Saved entries
----
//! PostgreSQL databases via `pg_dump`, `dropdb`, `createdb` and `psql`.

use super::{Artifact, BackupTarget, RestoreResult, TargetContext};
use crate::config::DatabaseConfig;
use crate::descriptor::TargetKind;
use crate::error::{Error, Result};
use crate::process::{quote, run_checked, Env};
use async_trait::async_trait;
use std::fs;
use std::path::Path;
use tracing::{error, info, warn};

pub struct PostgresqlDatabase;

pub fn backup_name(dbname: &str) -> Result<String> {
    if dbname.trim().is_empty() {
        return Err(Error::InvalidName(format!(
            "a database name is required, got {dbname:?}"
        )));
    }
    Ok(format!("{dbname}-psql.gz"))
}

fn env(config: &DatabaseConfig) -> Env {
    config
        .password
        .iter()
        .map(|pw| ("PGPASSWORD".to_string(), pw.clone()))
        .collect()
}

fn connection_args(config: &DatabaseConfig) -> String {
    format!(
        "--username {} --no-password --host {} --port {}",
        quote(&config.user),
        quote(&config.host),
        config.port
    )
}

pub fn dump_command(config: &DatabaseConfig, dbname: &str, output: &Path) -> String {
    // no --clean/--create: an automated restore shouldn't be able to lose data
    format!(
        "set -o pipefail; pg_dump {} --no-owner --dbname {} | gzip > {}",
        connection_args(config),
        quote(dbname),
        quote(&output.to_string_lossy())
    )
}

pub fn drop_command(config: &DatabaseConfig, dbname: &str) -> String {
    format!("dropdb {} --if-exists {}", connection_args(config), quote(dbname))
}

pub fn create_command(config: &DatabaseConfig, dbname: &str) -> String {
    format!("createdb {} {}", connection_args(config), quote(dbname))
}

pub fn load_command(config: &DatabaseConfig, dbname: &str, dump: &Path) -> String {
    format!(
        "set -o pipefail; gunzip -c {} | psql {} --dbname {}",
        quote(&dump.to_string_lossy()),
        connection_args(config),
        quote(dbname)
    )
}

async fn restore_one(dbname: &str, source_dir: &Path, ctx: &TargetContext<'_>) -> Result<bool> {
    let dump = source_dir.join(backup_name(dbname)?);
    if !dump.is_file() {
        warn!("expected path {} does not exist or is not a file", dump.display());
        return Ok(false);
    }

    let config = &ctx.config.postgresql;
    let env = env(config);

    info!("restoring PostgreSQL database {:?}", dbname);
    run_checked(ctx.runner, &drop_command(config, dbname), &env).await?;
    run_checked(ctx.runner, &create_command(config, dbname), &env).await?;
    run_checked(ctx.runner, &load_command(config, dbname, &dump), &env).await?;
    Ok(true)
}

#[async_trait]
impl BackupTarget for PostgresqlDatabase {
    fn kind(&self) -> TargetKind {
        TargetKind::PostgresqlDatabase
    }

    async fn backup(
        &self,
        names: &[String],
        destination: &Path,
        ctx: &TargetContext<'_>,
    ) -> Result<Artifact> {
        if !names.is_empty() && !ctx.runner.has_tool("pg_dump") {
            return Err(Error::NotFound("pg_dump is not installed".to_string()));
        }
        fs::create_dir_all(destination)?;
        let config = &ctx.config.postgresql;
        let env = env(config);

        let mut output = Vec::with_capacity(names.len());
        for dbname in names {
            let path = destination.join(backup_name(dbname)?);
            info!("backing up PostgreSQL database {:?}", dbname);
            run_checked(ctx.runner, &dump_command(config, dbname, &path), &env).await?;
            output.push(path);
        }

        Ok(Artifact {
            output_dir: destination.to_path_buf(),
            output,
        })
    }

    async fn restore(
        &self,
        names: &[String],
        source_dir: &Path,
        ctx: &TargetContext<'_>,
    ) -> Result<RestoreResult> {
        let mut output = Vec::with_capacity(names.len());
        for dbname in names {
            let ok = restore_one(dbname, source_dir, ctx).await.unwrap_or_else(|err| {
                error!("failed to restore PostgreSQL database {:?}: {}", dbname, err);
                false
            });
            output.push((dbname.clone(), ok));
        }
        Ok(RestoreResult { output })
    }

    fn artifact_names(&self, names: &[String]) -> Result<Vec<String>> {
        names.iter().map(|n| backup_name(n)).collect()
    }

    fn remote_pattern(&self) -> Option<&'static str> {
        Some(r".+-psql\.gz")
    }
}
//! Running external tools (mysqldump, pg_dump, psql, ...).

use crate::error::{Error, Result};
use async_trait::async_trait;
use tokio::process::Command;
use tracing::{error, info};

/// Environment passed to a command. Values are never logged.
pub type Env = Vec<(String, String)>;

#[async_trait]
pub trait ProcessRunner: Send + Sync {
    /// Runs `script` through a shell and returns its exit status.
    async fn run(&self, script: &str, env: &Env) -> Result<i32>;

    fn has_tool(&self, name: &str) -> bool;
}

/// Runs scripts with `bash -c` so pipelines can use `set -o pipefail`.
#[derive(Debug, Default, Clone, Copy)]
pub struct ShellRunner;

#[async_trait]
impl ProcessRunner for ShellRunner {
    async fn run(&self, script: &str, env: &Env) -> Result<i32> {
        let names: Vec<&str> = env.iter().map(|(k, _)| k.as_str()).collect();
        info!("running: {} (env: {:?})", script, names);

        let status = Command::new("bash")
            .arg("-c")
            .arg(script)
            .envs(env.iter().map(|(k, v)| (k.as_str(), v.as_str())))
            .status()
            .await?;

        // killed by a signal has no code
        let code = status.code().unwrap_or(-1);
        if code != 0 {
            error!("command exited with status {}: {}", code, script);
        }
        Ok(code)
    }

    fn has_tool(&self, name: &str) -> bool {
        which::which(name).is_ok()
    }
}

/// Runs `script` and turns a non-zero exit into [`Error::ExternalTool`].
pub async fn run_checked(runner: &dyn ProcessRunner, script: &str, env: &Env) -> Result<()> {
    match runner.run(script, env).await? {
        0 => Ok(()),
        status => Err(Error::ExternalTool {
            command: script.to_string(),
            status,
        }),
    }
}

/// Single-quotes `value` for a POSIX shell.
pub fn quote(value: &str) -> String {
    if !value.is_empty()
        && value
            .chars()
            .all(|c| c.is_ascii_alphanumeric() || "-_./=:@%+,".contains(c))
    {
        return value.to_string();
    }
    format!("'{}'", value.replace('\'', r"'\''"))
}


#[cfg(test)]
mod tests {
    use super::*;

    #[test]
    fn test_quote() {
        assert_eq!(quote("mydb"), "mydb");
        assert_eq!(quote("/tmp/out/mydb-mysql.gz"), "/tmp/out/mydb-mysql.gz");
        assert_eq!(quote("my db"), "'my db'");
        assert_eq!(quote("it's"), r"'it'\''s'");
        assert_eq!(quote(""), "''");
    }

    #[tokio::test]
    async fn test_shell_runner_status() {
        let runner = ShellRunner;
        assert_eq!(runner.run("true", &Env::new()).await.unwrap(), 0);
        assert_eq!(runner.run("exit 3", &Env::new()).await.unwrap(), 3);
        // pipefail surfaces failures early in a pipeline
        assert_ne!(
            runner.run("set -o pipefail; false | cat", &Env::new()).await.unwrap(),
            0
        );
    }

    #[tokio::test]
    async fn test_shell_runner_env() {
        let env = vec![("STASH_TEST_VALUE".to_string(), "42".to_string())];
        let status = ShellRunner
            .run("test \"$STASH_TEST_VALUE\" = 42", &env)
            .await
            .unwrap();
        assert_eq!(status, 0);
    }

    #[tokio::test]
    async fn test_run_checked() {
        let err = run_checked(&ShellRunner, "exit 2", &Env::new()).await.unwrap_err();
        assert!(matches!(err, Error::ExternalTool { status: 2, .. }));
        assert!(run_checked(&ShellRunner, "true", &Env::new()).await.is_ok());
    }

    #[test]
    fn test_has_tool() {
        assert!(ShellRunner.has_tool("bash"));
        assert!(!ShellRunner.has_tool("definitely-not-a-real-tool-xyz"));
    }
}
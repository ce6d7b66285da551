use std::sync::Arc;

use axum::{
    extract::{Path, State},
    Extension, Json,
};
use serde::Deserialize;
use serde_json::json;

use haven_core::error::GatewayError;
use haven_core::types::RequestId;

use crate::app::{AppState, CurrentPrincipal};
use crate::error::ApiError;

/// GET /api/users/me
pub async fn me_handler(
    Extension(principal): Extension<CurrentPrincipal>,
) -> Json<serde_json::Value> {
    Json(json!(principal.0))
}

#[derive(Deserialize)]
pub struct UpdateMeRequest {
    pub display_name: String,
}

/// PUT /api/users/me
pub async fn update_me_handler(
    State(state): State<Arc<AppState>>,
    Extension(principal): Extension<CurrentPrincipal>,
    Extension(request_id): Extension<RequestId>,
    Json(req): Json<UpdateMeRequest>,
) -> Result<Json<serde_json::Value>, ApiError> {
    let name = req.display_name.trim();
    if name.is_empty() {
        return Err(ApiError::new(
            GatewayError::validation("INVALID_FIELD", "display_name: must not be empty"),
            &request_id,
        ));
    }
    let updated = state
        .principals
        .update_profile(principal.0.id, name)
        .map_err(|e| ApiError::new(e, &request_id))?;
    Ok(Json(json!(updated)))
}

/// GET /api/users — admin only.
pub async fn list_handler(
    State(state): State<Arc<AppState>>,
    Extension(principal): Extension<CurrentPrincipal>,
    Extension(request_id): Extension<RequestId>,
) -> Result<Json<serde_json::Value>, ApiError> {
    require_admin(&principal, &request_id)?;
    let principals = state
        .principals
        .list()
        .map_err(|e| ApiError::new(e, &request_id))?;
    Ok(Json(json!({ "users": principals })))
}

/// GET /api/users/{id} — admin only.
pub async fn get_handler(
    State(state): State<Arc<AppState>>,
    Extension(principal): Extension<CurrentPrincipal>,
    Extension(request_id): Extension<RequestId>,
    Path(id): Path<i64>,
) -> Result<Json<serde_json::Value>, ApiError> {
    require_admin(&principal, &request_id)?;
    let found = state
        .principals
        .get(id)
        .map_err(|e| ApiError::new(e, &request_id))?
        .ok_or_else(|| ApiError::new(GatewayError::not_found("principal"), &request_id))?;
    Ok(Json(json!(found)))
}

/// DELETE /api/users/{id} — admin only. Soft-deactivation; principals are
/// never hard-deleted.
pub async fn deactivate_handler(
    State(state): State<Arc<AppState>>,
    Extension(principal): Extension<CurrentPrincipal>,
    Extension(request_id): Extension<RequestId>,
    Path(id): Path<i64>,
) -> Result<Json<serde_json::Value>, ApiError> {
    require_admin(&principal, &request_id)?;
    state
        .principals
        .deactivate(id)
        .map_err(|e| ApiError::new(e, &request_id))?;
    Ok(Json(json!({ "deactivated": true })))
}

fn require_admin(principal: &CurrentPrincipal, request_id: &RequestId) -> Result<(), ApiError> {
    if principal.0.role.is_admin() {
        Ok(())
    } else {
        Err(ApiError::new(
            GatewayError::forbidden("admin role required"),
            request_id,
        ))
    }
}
----
> _ASSIGNED TASK_: Please show the lines in the entries above that hold the string "iter".

> _SOLUTION_:
        .iter()
        names.iter().map(|n| backup_name(n)).collect()
        let names: Vec<&str> = env.iter().map(|(k, _)| k.as_str()).collect();
            .envs(env.iter().map(|(k, v)| (k.as_str(), v.as_str())))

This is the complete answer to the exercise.